● **TASK GOAL**
Restrict the output to the lines below starting at the one that contains "validate_reward_coins(block)?;" and ending at the one that contains "if block.cost >", and restate them word for word, both ends included.

Collected data:
▽

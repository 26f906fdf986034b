use serde::{Deserialize, Serialize};
use sha3::{Digest, Sha3_256};
use std::fmt;

use crate::error::ParseHashError;

/// A 32-byte identifier: block `header_hash`es and coin `coin_id`s are both
/// `Hash256` values, computed by hashing together their constituent fields.
#[derive(Debug, Clone, Copy, PartialEq, Eq, Hash, PartialOrd, Ord, Serialize, Deserialize)]
pub struct Hash256([u8; 32]);

impl Hash256 {
    /// The all-zero hash, used as the placeholder previous-hash of a genesis
    /// challenge comparison point.
    #[must_use]
    pub const fn zero() -> Self {
        Self([0u8; 32])
    }

    #[must_use]
    pub const fn from_bytes(bytes: [u8; 32]) -> Self {
        Self(bytes)
    }

    #[must_use]
    pub const fn as_bytes(&self) -> &[u8; 32] {
        &self.0
    }

    /// Hashes the concatenation of `parts` with SHA3-256. Used to derive
    /// `coin_id = H(parent || puzzle_hash || amount_be_minimal)` and similar
    /// composite identifiers.
    #[must_use]
    pub fn hash_parts(parts: &[&[u8]]) -> Self {
        let mut hasher = Sha3_256::new();
        for part in parts {
            hasher.update(part);
        }
        let mut hash = [0u8; 32];
        hash.copy_from_slice(&hasher.finalize());
        Self(hash)
    }

    #[must_use]
    pub fn hash(data: &[u8]) -> Self {
        Self::hash_parts(&[data])
    }
}

impl fmt::Display for Hash256 {
    fn fmt(&self, f: &mut fmt::Formatter<'_>) -> fmt::Result {
        write!(f, "{}", hex::encode(self.0))
    }
}

impl TryFrom<&str> for Hash256 {
    type Error = ParseHashError;

    fn try_from(hex_string: &str) -> Result<Self, Self::Error> {
        let bytes = hex::decode(hex_string).map_err(|_| ParseHashError::InvalidHex)?;
        let array: [u8; 32] = bytes
            .try_into()
            .map_err(|_| ParseHashError::WrongLength)?;
        Ok(Self(array))
    }
}

#[cfg(test)]
mod tests {
    use super::*;

    #[test]
    fn zero_displays_as_64_zero_hex_chars() {
        let hash = Hash256::zero();
        assert_eq!(hash.to_string(), "0".repeat(64));
    }

    #[test]
    fn hashing_is_deterministic_and_sensitive_to_input() {
        let a = Hash256::hash(b"hello world");
        let b = Hash256::hash(b"hello world");
        let c = Hash256::hash(b"hello world!");
        assert_eq!(a, b);
        assert_ne!(a, c);
        assert_ne!(a, Hash256::zero());
    }

    #[test]
    fn hash_parts_matches_manual_concatenation() {
        let parts = Hash256::hash_parts(&[b"ab", b"cd"]);
        let concatenated = Hash256::hash(b"abcd");
        assert_eq!(parts, concatenated);
    }

    #[test]
    fn try_from_roundtrips_through_display() {
        let hash = Hash256::hash(b"roundtrip");
        let hex = hash.to_string();
        let parsed = Hash256::try_from(hex.as_str()).unwrap();
        assert_eq!(hash, parsed);
    }

    #[test]
    fn try_from_rejects_wrong_length() {
        assert!(matches!(
            Hash256::try_from("abcd"),
            Err(ParseHashError::WrongLength)
        ));
    }

    #[test]
    fn try_from_rejects_invalid_hex() {
        assert!(matches!(
            Hash256::try_from("not-hex-at-all-zzzzzzzzzzzzzzzzzzzzzzzzzzzzzzzzzzzzzzzzzzzzzzzz"),
            Err(ParseHashError::InvalidHex)
        ));
    }
}
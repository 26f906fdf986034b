//! Sequential coin-level rule checks run inside the add-block critical
//! section, after pre-validation has already confirmed the header, proof of
//! space, and (optionally) the aggregate signature.

use consensus_types::{BlockHeight, ConsensusConstants, ConsensusError, Timestamp};

use crate::block_record::{BlockRecord, CandidateBlock};
use crate::coin_store::CoinStore;
use crate::fork_info::ForkInfo;

/// Whether pre-validation already confirmed the block's aggregate
/// signature; if so, body validation does not re-verify it.
#[derive(Debug, Clone, Copy)]
pub struct SignatureStatus {
    pub already_validated: bool,
}

/// Injected by the caller: verifies a block's aggregate signature against
/// its announced conditions. Signature verification primitives are out of
/// scope for this crate; this is the narrow interface the engine calls
/// through.
pub trait SignatureValidator {
    fn validate(&self, block: &CandidateBlock) -> bool;
}

/// Runs the rules enumerated for body validation against `block`, given the
/// coin store's state as of `peak` and whatever this fork has accumulated
/// since its fork point.
///
/// Returns `Ok(())` if every rule passes. This function does not mutate
/// `coin_store` or `fork_info`; it is a read-only precondition check. The
/// caller applies the block's effects afterward via `CoinStore::new_block`
/// and `ForkInfo::include_spends`.
pub fn validate_body(
    constants: &ConsensusConstants,
    coin_store: &CoinStore,
    fork_info: Option<&ForkInfo>,
    peak: Option<&BlockRecord>,
    block: &CandidateBlock,
    signature_status: SignatureStatus,
    signature_validator: &dyn SignatureValidator,
) -> Result<(), ConsensusError> {
    validate_reward_coins(block)?;
    validate_cost(constants, block)?;
    validate_removals(coin_store, fork_info, block)?;
    validate_timestamp(constants, peak, block)?;
    if !signature_status.already_validated && !signature_validator.validate(block) {
        return Err(ConsensusError::InvalidSignature);
    }
    Ok(())
}

fn validate_reward_coins(block: &CandidateBlock) -> Result<(), ConsensusError> {
    if block.height == 0 {
        if !block.reward_coins.is_empty() {
            return Err(ConsensusError::RewardMismatch);
        }
    } else if block.is_transaction_block && block.reward_coins.len() < 2 {
        return Err(ConsensusError::RewardMismatch);
    }
    Ok(())
}

fn validate_cost(constants: &ConsensusConstants, block: &CandidateBlock) -> Result<(), ConsensusError> {
    if block.cost > constants.max_block_cost_clvm {
        return Err(ConsensusError::CostExceedsMax {
            cost: block.cost,
            max: constants.max_block_cost_clvm,
        });
    }
    Ok(())
}

/// For every removal: the coin must exist and be unspent at `height - 1` on
/// this fork, i.e. in the main-chain unspent set minus anything removed on
/// this fork up to `height - 1`, plus anything added on this fork up to
/// `height - 1`.
fn validate_removals(
    coin_store: &CoinStore,
    fork_info: Option<&ForkInfo>,
    block: &CandidateBlock,
) -> Result<(), ConsensusError> {
    for coin_id in &block.tx_removals {
        let spent_on_fork = fork_info.is_some_and(|f| f.contains_removal(coin_id));
        if spent_on_fork {
            return Err(ConsensusError::DoubleSpend(*coin_id));
        }

        let known_on_fork = fork_info.is_some_and(|f| f.contains_addition(coin_id));
        let known_on_main_chain = coin_store
            .get_coin_record(coin_id)
            .is_some_and(|r| !r.is_spent());

        if !known_on_fork && !known_on_main_chain {
            return Err(ConsensusError::UnknownUnspentCoin(*coin_id));
        }
    }
    Ok(())
}

fn validate_timestamp(
    constants: &ConsensusConstants,
    peak: Option<&BlockRecord>,
    block: &CandidateBlock,
) -> Result<(), ConsensusError> {
    let Some(timestamp) = block.timestamp else {
        return Ok(());
    };
    if let Some(peak) = peak {
        if let Some(peak_timestamp) = peak.timestamp {
            if timestamp <= peak_timestamp {
                return Err(ConsensusError::InvalidTimestamp);
            }
        }
    }
    let now = current_unix_time();
    if timestamp > now + constants.max_future_time2 {
        return Err(ConsensusError::InvalidTimestamp);
    }
    Ok(())
}

fn current_unix_time() -> Timestamp {
    std::time::SystemTime::now()
        .duration_since(std::time::UNIX_EPOCH)
        .map(|d| d.as_secs())
        .unwrap_or(0)
}

/// A `SignatureValidator` that always succeeds, for tests that are not
/// exercising signature rejection.
pub struct AlwaysValid;

impl SignatureValidator for AlwaysValid {
    fn validate(&self, _block: &CandidateBlock) -> bool {
        true
    }
}
//! A pool of worker threads that run the stateless, CPU-bound portion of
//! consensus (header checks, proof-of-space verification, VDF output shape,
//! signature aggregation, required-iters/cost accounting) for one block per
//! task. Generalizes the nonce-search worker pool pattern this workspace
//! already used for mining into a generic consensus pre-validation pool.

use std::sync::atomic::{AtomicBool, Ordering};
use std::sync::mpsc as std_mpsc;
use std::sync::Arc;
use std::thread::JoinHandle;

use async_trait::async_trait;
use consensus_types::StorageError;
use tokio::sync::oneshot;

/// What one pre-validation task produces for a single block.
#[derive(Debug, Clone, Default, PartialEq, Eq)]
pub struct PreValidationResult {
    pub error: Option<PreValidationError>,
    pub required_iters: Option<u64>,
    pub validated_signature: bool,
}

#[derive(Debug, Clone, PartialEq, Eq)]
pub enum PreValidationError {
    BadHeader,
    BadProofOfSpace,
    BadVdfShape,
    BadSignature,
}

/// The CPU-bound work for one block, injected by the caller. Proof-of-space
/// verification and signature checking are out-of-scope primitives this pool
/// merely schedules; it does not implement them.
pub type ValidationJob = Box<dyn FnOnce() -> PreValidationResult + Send + 'static>;

/// Something that can run a `ValidationJob` and hand back its result.
#[async_trait]
pub trait PreValidationPool: Send + Sync {
    async fn dispatch(&self, job: ValidationJob) -> Result<PreValidationResult, StorageError>;

    /// Shuts the pool down; further `dispatch` calls fail with
    /// `StorageError::PoolShutDown` rather than panicking.
    async fn shut_down(&self);
}

enum Task {
    Run(ValidationJob, oneshot::Sender<PreValidationResult>),
}

/// A pool of OS threads with a bounded channel, sized
/// `max(cpu_count - reserved_cores, 1)`, capped at 61 (mirrors a legacy
/// platform handle limit).
pub struct ThreadPool {
    sender: Option<std_mpsc::SyncSender<Task>>,
    workers: Vec<JoinHandle<()>>,
    shut_down: Arc<AtomicBool>,
}

const MAX_WORKERS: usize = 61;

impl ThreadPool {
    /// `available_parallelism` stands in for `cpu_count`; `reserved_cores`
    /// is subtracted from it before clamping to `[1, MAX_WORKERS]`.
    #[must_use]
    pub fn new(reserved_cores: usize) -> Self {
        let cpu_count = std::thread::available_parallelism()
            .map(std::num::NonZero::get)
            .unwrap_or(1);
        let worker_count = cpu_count.saturating_sub(reserved_cores).max(1).min(MAX_WORKERS);
        Self::with_worker_count(worker_count)
    }

    #[must_use]
    pub fn with_worker_count(worker_count: usize) -> Self {
        let worker_count = worker_count.max(1);
        let (sender, receiver) = std_mpsc::sync_channel::<Task>(worker_count * 4);
        let receiver = Arc::new(std::sync::Mutex::new(receiver));
        let shut_down = Arc::new(AtomicBool::new(false));

        let workers = (0..worker_count)
            .map(|_| {
                let receiver = receiver.clone();
                std::thread::spawn(move || loop {
                    let task = receiver.lock().expect("worker mutex poisoned").recv();
                    match task {
                        Ok(Task::Run(job, responder)) => {
                            let result = job();
                            let _ = responder.send(result);
                        }
                        Err(_) => break, // sender dropped: shut down
                    }
                })
            })
            .collect();

        Self {
            sender: Some(sender),
            workers,
            shut_down,
        }
    }
}

#[async_trait]
impl PreValidationPool for ThreadPool {
    async fn dispatch(&self, job: ValidationJob) -> Result<PreValidationResult, StorageError> {
        if self.shut_down.load(Ordering::SeqCst) {
            return Err(StorageError::PoolShutDown);
        }
        let (tx, rx) = oneshot::channel();
        self.sender
            .as_ref()
            .ok_or(StorageError::PoolShutDown)?
            .send(Task::Run(job, tx))
            .map_err(|_| StorageError::PoolShutDown)?;
        rx.await.map_err(|_| StorageError::PoolShutDown)
    }

    async fn shut_down(&self) {
        self.shut_down.store(true, Ordering::SeqCst);
    }
}

impl Drop for ThreadPool {
    fn drop(&mut self) {
        // Dropping the sender closes the channel; workers observe `Err` on
        // `recv` and exit their loops on their own, so `join` below cannot
        // deadlock.
        self.sender.take();
        for worker in self.workers.drain(..) {
            let _ = worker.join();
        }
    }
}

/// Runs every job synchronously on the calling task. The test-time stand-in
/// for `ThreadPool`.
#[derive(Debug, Default)]
pub struct InlineExecutor {
    shut_down: AtomicBool,
}

impl InlineExecutor {
    #[must_use]
    pub fn new() -> Self {
        Self::default()
    }
}

#[async_trait]
impl PreValidationPool for InlineExecutor {
    async fn dispatch(&self, job: ValidationJob) -> Result<PreValidationResult, StorageError> {
        if self.shut_down.load(Ordering::SeqCst) {
            return Err(StorageError::PoolShutDown);
        }
        Ok(job())
    }

    async fn shut_down(&self) {
        self.shut_down.store(true, Ordering::SeqCst);
    }
}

△

● **WRITTEN REPLY**
    validate_reward_coins(block)?;
    validate_cost(constants, block)?;
    validate_removals(coin_store, fork_info, block)?;
    validate_timestamp(constants, peak, block)?;
    if !signature_status.already_validated && !signature_validator.validate(block) {
        return Err(ConsensusError::InvalidSignature);
    }
    Ok(())
}

fn validate_reward_coins(block: &CandidateBlock) -> Result<(), ConsensusError> {
    if block.height == 0 {
        if !block.reward_coins.is_empty() {
            return Err(ConsensusError::RewardMismatch);
        }
    } else if block.is_transaction_block && block.reward_coins.len() < 2 {
        return Err(ConsensusError::RewardMismatch);
    }
    Ok(())
}

fn validate_cost(constants: &ConsensusConstants, block: &CandidateBlock) -> Result<(), ConsensusError> {
    if block.cost > constants.max_block_cost_clvm {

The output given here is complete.